Over the last decade, the CMGC kinase DYRK2 has been reported as a tumor suppressor across various cancers triggering major antitumor and proapoptotic signals in breast, colon, liver, ovary, brain, and lung cancers, with lower DYRK2 expression correlated with poorer prognosis in patients. Contrary to this, various medicinal chemistry studies reported robust antiproliferative properties of DYRK2 inhibitors, whereas unbiased ‘omics’ and genome-wide association study-based studies identified DYRK2 as a highly overexpressed kinase in various patient tumor samples. A major paradigm shift occurred in the last 4 years when DYRK2 was found to regulate proteostasis in cancer
via
a two-pronged mechanism.

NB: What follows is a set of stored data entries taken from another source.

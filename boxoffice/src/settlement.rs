//! Settlement Bridge: the surface the order subsystem allocates through.

use std::time::Duration;

use async_trait::async_trait;

use crate::allocator::UnitAllocator;
use crate::batch::{BatchAllocator, BatchRequest};
use crate::db::InventoryStore;
use crate::db::models::{Hold, Unit};
use crate::errors::Result;
use crate::holds::HoldManager;
use crate::types::{PoolId, UnitId, UserId};

#[async_trait]
pub trait SettlementBridge: Send + Sync {
    /// Hold `labels` for `user_id`; `ttl` falls back to the configured default.
    async fn acquire_holds(&self, pool_id: PoolId, labels: &[String], user_id: UserId, ttl: Option<Duration>) -> Result<Vec<Hold>>;

    async fn release_holds(&self, pool_id: PoolId, labels: &[String], user_id: UserId) -> Result<u64>;

    async fn allocate(&self, pool_id: PoolId, user_id: UserId, label: Option<&str>) -> Result<Unit>;

    /// All-or-nothing; a failure has already rolled back the batch's own units.
    async fn allocate_batch(&self, pool_id: PoolId, user_id: UserId, request: &BatchRequest) -> Result<Vec<Unit>>;

    /// Return units to AVAILABLE, clearing owner, order and token. Idempotent.
    async fn revert(&self, unit_ids: &[UnitId]) -> Result<u64>;
}

pub struct Settlement<S> {
    holds: HoldManager<S>,
    allocator: UnitAllocator<S>,
    batch: BatchAllocator<S>,
}

impl<S: InventoryStore> Settlement<S> {
    pub fn new(holds: HoldManager<S>, allocator: UnitAllocator<S>) -> Self {
        Self {
            holds,
            batch: BatchAllocator::new(allocator.clone()),
            allocator,
        }
    }
}

#[async_trait]
impl<S: InventoryStore> SettlementBridge for Settlement<S> {
    async fn acquire_holds(&self, pool_id: PoolId, labels: &[String], user_id: UserId, ttl: Option<Duration>) -> Result<Vec<Hold>> {
        self.holds.acquire_holds(pool_id, labels, user_id, ttl).await
    }

    async fn release_holds(&self, pool_id: PoolId, labels: &[String], user_id: UserId) -> Result<u64> {
        self.holds.release_holds(pool_id, labels, user_id).await
    }

    async fn allocate(&self, pool_id: PoolId, user_id: UserId, label: Option<&str>) -> Result<Unit> {
        self.allocator.allocate(pool_id, user_id, label).await
    }

    async fn allocate_batch(&self, pool_id: PoolId, user_id: UserId, request: &BatchRequest) -> Result<Vec<Unit>> {
        self.batch.allocate_batch(pool_id, user_id, request).await
    }

    async fn revert(&self, unit_ids: &[UnitId]) -> Result<u64> {
        if unit_ids.is_empty() {
            return Ok(0);
        }
        let reverted = self.allocator.store().revert_units(unit_ids).await?;
        tracing::info!(requested = unit_ids.len(), reverted, "Units reverted");
        Ok(reverted)
    }
}
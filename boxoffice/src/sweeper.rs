//! Expiry Sweeper: background reclamation of holds past their deadline.
//!
//! Runs on a fixed interval independent of request traffic. Each tick is one
//! [`InventoryStore::sweep_expired`] call, which is idempotent and safe alongside in-flight
//! allocations. A failed tick is logged and the next tick tries again.

use std::time::Duration;

use tokio::task::JoinHandle;
use tokio_util::sync::CancellationToken;

use crate::db::InventoryStore;
use crate::db::models::SweepReport;
use crate::errors::Result;
use crate::holds::HoldManager;

pub struct ExpirySweeper<S> {
    holds: HoldManager<S>,
    interval: Duration,
}

impl<S: InventoryStore> ExpirySweeper<S> {
    pub fn new(holds: HoldManager<S>, interval: Duration) -> Self {
        Self { holds, interval }
    }

    pub async fn sweep_once(&self) -> Result<SweepReport> {
        let report = self.holds.sweep_expired().await?;
        if report.released > 0 {
            tracing::info!(
                released = report.released,
                reverted_units = report.reverted_units,
                pools = report.by_pool.len(),
                "Released expired holds"
            );
        } else {
            tracing::debug!("No expired holds");
        }
        Ok(report)
    }

    /// Sweep every `interval` until `shutdown` is cancelled.
    pub async fn run(self, shutdown: CancellationToken) {
        tracing::info!(interval = ?self.interval, "Starting expiry sweeper");

        loop {
            tokio::select! {
                _ = tokio::time::sleep(self.interval) => {}
                _ = shutdown.cancelled() => {
                    tracing::info!("Expiry sweeper shutting down");
                    return;
                }
            }

            if let Err(e) = self.sweep_once().await {
                tracing::error!(error = %e, "Expiry sweep failed, retrying next tick");
            }
        }
    }

    pub fn spawn(self, shutdown: CancellationToken) -> JoinHandle<()> {
        tokio::spawn(self.run(shutdown))
    }
}
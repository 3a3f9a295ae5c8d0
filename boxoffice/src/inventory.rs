//! Inventory Descriptor operations: pool definitions and their remaining capacity.

use std::sync::Arc;

use tracing::instrument;
use uuid::Uuid;

use crate::clock::Clock;
use crate::db::InventoryStore;
use crate::descriptor::{Availability, NewPool, Pool, PoolUpdate, Remaining};
use crate::errors::{Error, Result};
use crate::types::{EventId, PoolId, abbrev_uuid};

pub struct Inventory<S> {
    store: Arc<S>,
    clock: Arc<dyn Clock>,
}

impl<S> Clone for Inventory<S> {
    fn clone(&self) -> Self {
        Self {
            store: Arc::clone(&self.store),
            clock: Arc::clone(&self.clock),
        }
    }
}

impl<S: InventoryStore> Inventory<S> {
    pub fn new(store: Arc<S>, clock: Arc<dyn Clock>) -> Self {
        Self { store, clock }
    }

    #[instrument(skip(self, new), fields(event_id = %abbrev_uuid(&new.event_id), mode = %new.mode), err)]
    pub async fn create_pool(&self, new: NewPool) -> Result<Pool> {
        let pool = Pool::create(Uuid::new_v4(), new, self.clock.now())?;
        let pool = self.store.create_pool(&pool).await?;
        tracing::info!(pool_id = %pool.id, name = %pool.name, capacity = ?pool.capacity(), "Pool created");
        Ok(pool)
    }

    pub async fn get_pool(&self, pool_id: PoolId) -> Result<Pool> {
        self.store.get_pool(pool_id).await?.ok_or(Error::PoolNotFound { pool_id })
    }

    pub async fn list_pools(&self, event_id: EventId) -> Result<Vec<Pool>> {
        self.store.list_pools(event_id).await
    }

    /// Change a pool's name, price, layout, limit or prefix. The mode never changes.
    ///
    /// # Errors
    /// - `CapacityBelowCommitted` if the new limit is below the units already sold or held
    /// - `LayoutDropsCommittedSeat` if the new layout loses a sold or held seat
    #[instrument(skip(self, update), fields(pool_id = %abbrev_uuid(&pool_id)), err)]
    pub async fn update_pool(&self, pool_id: PoolId, update: PoolUpdate) -> Result<Pool> {
        self.store.update_pool(pool_id, &update, self.clock.now()).await
    }

    /// How many more units the pool can sell. Live holds count against it.
    pub async fn remaining_capacity(&self, pool_id: PoolId) -> Result<Remaining> {
        let pool = self.get_pool(pool_id).await?;
        let committed = self.store.committed(pool_id, self.clock.now()).await?;
        Ok(pool.remaining_capacity(&committed))
    }

    pub async fn availability(&self, pool_id: PoolId) -> Result<Availability> {
        let pool = self.get_pool(pool_id).await?;
        let committed = self.store.committed(pool_id, self.clock.now()).await?;
        Ok(pool.availability(&committed))
    }
}

#[cfg(test)]
mod tests {
    use super::*;
    use crate::allocator::UnitAllocator;
    use crate::clock::ManualClock;
    use crate::config::{HoldsConfig, RetryConfig};
    use crate::db::in_memory::InMemoryStore;
    use crate::descriptor::{SeatLayout, SeatRow};
    use crate::holds::HoldManager;
    use crate::types::AllocationMode;
    use rust_decimal::Decimal;
    use std::time::Duration;

    struct Fixture {
        inventory: Inventory<InMemoryStore>,
        allocator: UnitAllocator<InMemoryStore>,
        holds: HoldManager<InMemoryStore>,
        clock: Arc<ManualClock>,
    }

    fn fixture() -> Fixture {
        let store = Arc::new(InMemoryStore::new());
        let clock = Arc::new(ManualClock::starting_now());
        Fixture {
            inventory: Inventory::new(store.clone(), clock.clone()),
            allocator: UnitAllocator::new(store.clone(), clock.clone(), RetryConfig::default()),
            holds: HoldManager::new(store, clock.clone(), HoldsConfig::default(), RetryConfig::default()),
            clock,
        }
    }

    fn hall(event_id: EventId) -> NewPool {
        NewPool {
            event_id,
            name: "Hall".into(),
            mode: AllocationMode::Seat,
            layout: Some(SeatLayout::new(vec![SeatRow::new("A", 3), SeatRow::new("B", 2)])),
            quantity: None,
            prefix: None,
            unit_price: Decimal::new(2500, 2),
        }
    }

    #[tokio::test]
    async fn test_create_and_list_pools_per_event() {
        let f = fixture();
        let (event, other_event) = (Uuid::new_v4(), Uuid::new_v4());
        let pool = f.inventory.create_pool(hall(event)).await.unwrap();
        f.inventory.create_pool(hall(other_event)).await.unwrap();

        assert_eq!(f.inventory.get_pool(pool.id).await.unwrap(), pool);
        let pools = f.inventory.list_pools(event).await.unwrap();
        assert_eq!(pools.len(), 1);
        assert_eq!(pools[0].id, pool.id);
    }

    #[tokio::test]
    async fn test_invalid_descriptor_is_rejected() {
        let f = fixture();
        let mut new = hall(Uuid::new_v4());
        new.layout = None;
        assert!(matches!(f.inventory.create_pool(new).await, Err(Error::InvalidInput { .. })));

        let missing = Uuid::new_v4();
        assert!(matches!(
            f.inventory.get_pool(missing).await,
            Err(Error::PoolNotFound { pool_id }) if pool_id == missing
        ));
    }

    #[tokio::test]
    async fn test_availability_counts_sold_and_live_holds() {
        let f = fixture();
        let pool = f.inventory.create_pool(hall(Uuid::new_v4())).await.unwrap();
        f.allocator.allocate(pool.id, Uuid::new_v4(), Some("A1")).await.unwrap();
        f.holds
            .acquire_holds(pool.id, &["B1".to_string(), "B2".to_string()], Uuid::new_v4(), Some(Duration::from_secs(5)))
            .await
            .unwrap();

        let availability = f.inventory.availability(pool.id).await.unwrap();
        assert_eq!(availability.total, Some(5));
        assert_eq!(availability.sold, 1);
        assert_eq!(availability.held, 2);
        assert_eq!(availability.available, Some(2));
        assert_eq!(f.inventory.remaining_capacity(pool.id).await.unwrap(), Remaining::Finite(2));

        // Expired holds stop counting even before the sweeper runs
        f.clock.advance(chrono::Duration::seconds(10));
        assert_eq!(f.inventory.remaining_capacity(pool.id).await.unwrap(), Remaining::Finite(4));
    }

    #[tokio::test]
    async fn test_unlimited_general_pool() {
        let f = fixture();
        let pool = f
            .inventory
            .create_pool(NewPool {
                event_id: Uuid::new_v4(),
                name: "Lawn".into(),
                mode: AllocationMode::General,
                layout: None,
                quantity: None,
                prefix: Some("L".into()),
                unit_price: Decimal::ZERO,
            })
            .await
            .unwrap();
        f.allocator.allocate(pool.id, Uuid::new_v4(), None).await.unwrap();

        let availability = f.inventory.availability(pool.id).await.unwrap();
        assert_eq!(availability.total, None);
        assert_eq!(availability.available, None);
        assert_eq!(availability.sold, 1);
        assert_eq!(f.inventory.remaining_capacity(pool.id).await.unwrap(), Remaining::Unbounded);
    }

    #[tokio::test]
    async fn test_update_cannot_drop_a_sold_seat() {
        let f = fixture();
        let pool = f.inventory.create_pool(hall(Uuid::new_v4())).await.unwrap();
        f.allocator.allocate(pool.id, Uuid::new_v4(), Some("B2")).await.unwrap();

        let shrink = PoolUpdate {
            layout: Some(SeatLayout::new(vec![SeatRow::new("A", 3), SeatRow::new("B", 1)])),
            ..Default::default()
        };
        let err = f.inventory.update_pool(pool.id, shrink).await.unwrap_err();
        assert!(matches!(err, Error::LayoutDropsCommittedSeat { label } if label == "B2"));

        let rename = PoolUpdate {
            name: Some("Main hall".into()),
            ..Default::default()
        };
        let updated = f.inventory.update_pool(pool.id, rename).await.unwrap();
        assert_eq!(updated.name, "Main hall");
        assert_eq!(updated.layout, pool.layout);
    }
}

DYRK2 phosphorylated and activated the 26S proteasome to enhance degradation of misfolded/tumor-suppressor proteins while also promoting the nuclear stability and transcriptional activity of its substrate, heat-shock factor 1 triggering protein folding. Together, DYRK2 regulates proteostasis and promotes protumorigenic survival for specific cancers. Indeed, potent and selective small-molecule inhibitors of DYRK2 exhibit
in vitro
and
in vivo
anti-tumor activity in triple-negative breast cancer and myeloma models. However, with conflicting and contradictory reports across different cancers, the overarching role of DYRK2 remains enigmatic. Specific cancer (sub)types coupled to spatiotemporal interactions with substrates could decide the procancer or anticancer role of DYRK2. The current review aims to provide a balanced and critical appreciation of the literature to date, highlighting top substrates such as p53, c-Myc, c-Jun, heat-shock factor 1, proteasome, or NOTCH1, to discuss DYRK2 inhibitors available to the scientific community and to shed light on this duality of protumorigenic and antitumorigenic roles of DYRK2.